Check every line below for the word "standard" and copy the ones that have it.
━━━━━ LISTED ENTRIES
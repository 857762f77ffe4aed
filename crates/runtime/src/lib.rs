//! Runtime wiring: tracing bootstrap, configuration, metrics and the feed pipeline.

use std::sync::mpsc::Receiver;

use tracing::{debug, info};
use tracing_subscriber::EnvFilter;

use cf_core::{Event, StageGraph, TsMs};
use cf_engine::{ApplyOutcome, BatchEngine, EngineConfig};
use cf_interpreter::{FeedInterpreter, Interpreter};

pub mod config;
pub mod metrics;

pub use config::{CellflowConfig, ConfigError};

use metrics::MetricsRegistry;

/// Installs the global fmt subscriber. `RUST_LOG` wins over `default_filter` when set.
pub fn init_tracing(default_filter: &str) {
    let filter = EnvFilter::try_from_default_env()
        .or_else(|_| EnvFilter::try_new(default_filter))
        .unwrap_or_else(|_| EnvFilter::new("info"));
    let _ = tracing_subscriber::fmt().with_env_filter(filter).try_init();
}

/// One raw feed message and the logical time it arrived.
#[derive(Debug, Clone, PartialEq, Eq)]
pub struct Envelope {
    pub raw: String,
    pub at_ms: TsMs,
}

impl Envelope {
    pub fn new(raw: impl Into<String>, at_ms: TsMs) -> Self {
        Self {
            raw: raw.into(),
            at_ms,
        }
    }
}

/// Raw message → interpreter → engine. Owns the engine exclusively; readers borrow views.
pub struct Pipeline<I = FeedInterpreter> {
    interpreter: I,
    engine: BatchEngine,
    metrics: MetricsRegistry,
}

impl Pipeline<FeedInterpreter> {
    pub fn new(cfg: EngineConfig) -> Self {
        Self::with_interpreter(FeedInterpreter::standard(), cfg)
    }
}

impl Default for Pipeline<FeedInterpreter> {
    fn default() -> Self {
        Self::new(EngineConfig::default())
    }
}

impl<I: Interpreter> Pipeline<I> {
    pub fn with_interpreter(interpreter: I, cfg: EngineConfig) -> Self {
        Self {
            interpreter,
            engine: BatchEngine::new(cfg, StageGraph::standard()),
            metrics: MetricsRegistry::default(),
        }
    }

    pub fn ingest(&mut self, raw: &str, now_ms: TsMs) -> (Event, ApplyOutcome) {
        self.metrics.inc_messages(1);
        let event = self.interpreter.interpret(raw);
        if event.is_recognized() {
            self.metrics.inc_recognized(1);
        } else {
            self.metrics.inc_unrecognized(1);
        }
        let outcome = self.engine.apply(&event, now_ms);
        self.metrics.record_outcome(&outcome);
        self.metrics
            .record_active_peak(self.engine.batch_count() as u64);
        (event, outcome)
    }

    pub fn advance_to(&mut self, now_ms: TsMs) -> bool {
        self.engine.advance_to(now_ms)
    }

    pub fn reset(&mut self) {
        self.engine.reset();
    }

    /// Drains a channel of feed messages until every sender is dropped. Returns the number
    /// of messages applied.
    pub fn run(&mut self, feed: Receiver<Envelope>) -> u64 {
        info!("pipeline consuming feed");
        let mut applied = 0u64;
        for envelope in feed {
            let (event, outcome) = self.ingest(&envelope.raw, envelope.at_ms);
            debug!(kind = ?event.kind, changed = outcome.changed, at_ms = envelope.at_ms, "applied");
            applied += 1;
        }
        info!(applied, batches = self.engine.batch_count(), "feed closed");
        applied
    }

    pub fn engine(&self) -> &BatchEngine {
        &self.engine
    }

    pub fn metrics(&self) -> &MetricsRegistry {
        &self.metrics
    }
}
━━━━━━━━━━
━━━━━ LISTED ENTRIES
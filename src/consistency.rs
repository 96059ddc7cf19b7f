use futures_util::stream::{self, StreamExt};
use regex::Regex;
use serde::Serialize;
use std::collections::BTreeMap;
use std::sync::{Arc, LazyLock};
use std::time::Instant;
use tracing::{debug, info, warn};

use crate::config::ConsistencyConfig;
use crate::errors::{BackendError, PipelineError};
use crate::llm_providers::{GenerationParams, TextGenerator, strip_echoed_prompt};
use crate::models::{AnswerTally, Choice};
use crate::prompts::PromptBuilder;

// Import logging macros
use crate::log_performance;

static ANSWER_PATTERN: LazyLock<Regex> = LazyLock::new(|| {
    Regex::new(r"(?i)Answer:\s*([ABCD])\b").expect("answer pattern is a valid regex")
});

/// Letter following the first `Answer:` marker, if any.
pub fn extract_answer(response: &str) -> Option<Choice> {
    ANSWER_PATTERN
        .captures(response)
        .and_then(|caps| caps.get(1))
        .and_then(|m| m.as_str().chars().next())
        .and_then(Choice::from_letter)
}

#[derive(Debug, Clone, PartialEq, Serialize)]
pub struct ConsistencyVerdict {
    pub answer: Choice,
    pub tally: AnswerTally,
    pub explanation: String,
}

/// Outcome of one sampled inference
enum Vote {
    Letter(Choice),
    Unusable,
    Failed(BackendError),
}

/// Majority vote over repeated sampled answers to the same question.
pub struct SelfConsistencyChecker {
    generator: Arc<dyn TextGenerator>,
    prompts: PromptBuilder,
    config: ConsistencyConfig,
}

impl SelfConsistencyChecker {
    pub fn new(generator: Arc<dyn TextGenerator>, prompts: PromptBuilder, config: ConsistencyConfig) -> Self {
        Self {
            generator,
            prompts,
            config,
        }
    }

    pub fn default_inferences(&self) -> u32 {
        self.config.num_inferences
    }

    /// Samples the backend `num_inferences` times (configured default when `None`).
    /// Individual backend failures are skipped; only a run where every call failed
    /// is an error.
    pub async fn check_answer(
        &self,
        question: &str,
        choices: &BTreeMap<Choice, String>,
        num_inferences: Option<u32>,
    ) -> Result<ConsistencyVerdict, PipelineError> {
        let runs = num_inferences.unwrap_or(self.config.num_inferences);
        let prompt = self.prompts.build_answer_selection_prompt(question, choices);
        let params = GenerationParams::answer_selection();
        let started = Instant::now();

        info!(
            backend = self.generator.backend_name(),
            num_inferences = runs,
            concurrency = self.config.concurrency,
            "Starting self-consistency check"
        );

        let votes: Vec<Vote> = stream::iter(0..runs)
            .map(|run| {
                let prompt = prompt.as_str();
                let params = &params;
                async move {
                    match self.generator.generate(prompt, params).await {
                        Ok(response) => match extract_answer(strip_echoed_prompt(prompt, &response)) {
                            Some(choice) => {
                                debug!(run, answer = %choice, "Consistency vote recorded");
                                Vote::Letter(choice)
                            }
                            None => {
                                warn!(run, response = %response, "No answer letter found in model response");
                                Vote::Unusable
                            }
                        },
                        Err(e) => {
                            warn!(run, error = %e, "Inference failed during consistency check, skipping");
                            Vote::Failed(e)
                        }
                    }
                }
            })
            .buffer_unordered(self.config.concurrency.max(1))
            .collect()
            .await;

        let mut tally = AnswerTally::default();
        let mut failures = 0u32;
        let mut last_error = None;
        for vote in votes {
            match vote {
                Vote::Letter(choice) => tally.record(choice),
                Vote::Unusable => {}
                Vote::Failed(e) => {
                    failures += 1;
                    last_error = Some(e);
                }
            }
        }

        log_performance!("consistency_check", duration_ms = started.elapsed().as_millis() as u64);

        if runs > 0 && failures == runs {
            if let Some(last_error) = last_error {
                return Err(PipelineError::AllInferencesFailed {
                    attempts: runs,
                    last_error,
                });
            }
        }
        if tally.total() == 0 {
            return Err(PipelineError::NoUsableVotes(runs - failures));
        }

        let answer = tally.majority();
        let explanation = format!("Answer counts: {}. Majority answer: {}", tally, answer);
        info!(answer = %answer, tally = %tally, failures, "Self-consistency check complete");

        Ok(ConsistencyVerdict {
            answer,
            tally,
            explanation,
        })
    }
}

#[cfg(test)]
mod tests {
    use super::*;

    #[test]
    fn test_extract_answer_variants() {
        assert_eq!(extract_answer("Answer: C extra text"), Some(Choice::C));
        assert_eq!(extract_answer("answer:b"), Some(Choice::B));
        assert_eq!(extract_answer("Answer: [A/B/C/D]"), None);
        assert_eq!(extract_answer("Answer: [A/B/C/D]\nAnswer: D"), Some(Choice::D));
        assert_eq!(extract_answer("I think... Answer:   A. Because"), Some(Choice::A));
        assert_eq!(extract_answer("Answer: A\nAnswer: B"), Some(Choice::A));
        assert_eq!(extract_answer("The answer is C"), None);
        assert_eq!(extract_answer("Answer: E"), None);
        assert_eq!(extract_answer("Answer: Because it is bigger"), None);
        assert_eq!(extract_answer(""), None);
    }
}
━━━━━━━━━━
━━━━━ LISTED ENTRIES
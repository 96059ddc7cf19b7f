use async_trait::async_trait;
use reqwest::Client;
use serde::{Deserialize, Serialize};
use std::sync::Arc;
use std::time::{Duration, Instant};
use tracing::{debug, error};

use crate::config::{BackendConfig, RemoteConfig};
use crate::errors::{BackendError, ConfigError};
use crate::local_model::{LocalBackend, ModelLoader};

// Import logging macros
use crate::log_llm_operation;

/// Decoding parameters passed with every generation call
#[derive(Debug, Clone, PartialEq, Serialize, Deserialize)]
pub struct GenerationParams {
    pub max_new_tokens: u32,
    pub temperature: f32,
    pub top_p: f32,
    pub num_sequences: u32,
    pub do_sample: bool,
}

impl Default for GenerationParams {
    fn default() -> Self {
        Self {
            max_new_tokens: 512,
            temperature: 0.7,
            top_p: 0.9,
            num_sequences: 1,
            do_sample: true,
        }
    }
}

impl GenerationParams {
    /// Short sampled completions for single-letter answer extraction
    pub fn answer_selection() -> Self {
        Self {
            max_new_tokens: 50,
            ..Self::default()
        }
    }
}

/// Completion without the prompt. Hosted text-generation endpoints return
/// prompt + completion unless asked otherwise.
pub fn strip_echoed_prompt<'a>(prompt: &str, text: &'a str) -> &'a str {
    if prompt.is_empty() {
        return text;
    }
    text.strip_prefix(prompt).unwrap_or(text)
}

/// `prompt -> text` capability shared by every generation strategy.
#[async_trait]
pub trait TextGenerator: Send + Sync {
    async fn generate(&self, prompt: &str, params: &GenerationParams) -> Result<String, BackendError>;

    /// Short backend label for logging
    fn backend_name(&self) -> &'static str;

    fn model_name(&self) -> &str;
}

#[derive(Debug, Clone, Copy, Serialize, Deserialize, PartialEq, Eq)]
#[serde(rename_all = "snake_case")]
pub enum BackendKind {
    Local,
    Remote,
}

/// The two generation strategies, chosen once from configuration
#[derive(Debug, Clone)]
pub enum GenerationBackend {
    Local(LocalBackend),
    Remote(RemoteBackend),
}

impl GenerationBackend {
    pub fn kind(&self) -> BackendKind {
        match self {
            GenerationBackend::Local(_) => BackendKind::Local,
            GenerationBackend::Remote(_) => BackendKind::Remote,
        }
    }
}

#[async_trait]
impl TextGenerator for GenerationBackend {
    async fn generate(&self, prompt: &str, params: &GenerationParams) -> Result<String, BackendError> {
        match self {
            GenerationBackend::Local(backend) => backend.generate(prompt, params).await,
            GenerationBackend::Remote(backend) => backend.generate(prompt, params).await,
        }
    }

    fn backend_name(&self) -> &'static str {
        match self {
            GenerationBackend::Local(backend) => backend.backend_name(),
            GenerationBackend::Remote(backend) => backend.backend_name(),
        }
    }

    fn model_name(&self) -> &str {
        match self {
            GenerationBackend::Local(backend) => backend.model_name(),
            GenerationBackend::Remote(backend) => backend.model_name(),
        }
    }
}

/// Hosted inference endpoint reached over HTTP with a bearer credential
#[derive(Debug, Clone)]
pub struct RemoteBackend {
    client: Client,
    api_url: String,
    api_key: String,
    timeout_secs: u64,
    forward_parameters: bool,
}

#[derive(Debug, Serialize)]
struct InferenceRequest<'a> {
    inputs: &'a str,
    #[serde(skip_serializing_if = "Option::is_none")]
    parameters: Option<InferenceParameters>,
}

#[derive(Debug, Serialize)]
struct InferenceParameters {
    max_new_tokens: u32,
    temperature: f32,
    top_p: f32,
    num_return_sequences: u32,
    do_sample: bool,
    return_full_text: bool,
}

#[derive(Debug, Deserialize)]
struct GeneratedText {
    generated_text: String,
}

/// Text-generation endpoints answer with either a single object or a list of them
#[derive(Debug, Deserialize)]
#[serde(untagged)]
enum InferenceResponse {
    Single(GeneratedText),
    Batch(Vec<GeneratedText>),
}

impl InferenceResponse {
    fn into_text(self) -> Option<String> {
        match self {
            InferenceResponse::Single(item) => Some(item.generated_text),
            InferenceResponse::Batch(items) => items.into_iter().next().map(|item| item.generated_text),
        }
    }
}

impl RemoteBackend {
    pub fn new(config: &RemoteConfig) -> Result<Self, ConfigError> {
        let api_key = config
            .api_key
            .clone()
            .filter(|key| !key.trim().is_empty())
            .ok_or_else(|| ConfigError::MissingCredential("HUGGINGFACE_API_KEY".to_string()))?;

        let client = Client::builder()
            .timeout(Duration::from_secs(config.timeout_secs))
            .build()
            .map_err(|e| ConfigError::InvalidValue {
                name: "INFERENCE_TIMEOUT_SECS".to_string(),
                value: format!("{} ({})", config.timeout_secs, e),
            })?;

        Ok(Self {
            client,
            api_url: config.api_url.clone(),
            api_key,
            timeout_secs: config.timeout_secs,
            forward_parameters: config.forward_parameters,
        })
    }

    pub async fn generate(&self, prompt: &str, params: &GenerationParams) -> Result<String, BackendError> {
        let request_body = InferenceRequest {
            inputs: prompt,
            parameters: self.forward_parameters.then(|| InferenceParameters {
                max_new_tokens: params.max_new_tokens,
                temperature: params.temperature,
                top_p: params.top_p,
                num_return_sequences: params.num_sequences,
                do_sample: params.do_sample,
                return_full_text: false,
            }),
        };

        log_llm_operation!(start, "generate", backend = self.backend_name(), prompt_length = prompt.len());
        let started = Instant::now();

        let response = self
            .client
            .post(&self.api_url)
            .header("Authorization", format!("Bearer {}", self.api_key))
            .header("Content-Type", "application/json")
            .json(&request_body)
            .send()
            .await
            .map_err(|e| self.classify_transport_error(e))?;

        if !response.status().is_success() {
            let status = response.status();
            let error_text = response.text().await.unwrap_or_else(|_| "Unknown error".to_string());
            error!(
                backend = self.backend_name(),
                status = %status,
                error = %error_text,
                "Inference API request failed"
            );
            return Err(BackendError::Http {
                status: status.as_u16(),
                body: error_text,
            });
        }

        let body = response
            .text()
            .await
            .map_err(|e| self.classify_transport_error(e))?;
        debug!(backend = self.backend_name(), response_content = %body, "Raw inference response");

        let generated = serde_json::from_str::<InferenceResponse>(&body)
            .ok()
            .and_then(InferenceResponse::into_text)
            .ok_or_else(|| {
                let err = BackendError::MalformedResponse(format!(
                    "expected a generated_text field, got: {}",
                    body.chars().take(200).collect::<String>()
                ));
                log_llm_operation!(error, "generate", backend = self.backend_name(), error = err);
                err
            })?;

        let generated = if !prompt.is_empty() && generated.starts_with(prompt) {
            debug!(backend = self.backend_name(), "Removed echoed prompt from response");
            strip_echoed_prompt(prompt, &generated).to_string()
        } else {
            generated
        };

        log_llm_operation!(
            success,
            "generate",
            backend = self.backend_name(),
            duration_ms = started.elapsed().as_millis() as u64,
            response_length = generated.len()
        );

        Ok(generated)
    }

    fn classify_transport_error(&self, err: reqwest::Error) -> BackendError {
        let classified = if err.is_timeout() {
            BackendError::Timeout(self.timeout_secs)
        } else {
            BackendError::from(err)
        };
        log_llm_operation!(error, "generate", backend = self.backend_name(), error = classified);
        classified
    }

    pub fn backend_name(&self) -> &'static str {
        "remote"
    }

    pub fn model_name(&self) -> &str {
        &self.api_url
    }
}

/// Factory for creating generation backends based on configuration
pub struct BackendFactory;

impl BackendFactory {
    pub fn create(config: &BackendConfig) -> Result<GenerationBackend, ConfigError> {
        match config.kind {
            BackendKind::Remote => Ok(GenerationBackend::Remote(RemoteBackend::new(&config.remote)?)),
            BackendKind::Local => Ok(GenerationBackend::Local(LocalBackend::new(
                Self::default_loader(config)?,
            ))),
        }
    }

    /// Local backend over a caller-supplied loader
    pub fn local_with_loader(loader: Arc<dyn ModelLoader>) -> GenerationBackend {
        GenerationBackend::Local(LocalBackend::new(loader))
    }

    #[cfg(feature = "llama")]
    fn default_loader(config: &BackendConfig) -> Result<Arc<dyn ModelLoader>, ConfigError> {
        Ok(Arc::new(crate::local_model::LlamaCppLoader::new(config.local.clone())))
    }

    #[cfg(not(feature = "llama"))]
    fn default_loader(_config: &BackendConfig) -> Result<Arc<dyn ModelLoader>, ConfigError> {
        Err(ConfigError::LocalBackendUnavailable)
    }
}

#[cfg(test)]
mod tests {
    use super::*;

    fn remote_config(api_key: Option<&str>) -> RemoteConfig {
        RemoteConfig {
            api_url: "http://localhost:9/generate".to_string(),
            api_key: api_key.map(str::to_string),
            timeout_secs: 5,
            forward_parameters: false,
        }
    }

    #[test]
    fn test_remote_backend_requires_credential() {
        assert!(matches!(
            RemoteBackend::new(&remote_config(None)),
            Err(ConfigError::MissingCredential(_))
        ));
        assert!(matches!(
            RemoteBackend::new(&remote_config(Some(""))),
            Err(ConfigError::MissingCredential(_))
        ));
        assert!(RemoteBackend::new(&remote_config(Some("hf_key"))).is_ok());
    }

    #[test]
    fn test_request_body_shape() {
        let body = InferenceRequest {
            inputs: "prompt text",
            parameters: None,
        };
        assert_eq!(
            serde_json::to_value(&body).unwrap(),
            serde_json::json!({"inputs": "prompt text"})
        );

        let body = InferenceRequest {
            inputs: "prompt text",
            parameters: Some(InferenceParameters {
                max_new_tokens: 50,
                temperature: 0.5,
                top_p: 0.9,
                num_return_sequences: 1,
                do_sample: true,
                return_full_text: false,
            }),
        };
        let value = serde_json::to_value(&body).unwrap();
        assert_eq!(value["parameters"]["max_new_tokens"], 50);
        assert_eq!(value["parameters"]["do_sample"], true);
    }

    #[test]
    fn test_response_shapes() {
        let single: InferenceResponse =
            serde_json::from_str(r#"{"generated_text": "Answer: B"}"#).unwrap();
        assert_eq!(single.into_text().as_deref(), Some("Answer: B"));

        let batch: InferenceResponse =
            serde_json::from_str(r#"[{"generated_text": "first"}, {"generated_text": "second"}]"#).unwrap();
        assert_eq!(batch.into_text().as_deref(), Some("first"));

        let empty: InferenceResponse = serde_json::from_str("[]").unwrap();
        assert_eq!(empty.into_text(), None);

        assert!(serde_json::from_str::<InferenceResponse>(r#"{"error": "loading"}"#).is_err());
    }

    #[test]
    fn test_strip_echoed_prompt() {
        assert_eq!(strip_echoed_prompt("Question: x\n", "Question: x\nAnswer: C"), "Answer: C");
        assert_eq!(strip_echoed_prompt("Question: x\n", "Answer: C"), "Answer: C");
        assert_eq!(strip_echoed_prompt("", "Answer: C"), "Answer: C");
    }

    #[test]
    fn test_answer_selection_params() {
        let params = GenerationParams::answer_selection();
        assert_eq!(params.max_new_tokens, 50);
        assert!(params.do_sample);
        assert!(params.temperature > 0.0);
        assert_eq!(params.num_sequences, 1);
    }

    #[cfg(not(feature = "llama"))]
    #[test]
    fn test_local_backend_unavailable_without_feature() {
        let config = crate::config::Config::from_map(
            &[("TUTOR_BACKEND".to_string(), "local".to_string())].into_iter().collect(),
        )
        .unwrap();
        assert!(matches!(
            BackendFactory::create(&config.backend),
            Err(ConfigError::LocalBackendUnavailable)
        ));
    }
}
━━━━━━━━━━
-- EXERCISE SOLUTION --
        Self::with_interpreter(FeedInterpreter::standard(), cfg)
            engine: BatchEngine::new(cfg, StageGraph::standard()),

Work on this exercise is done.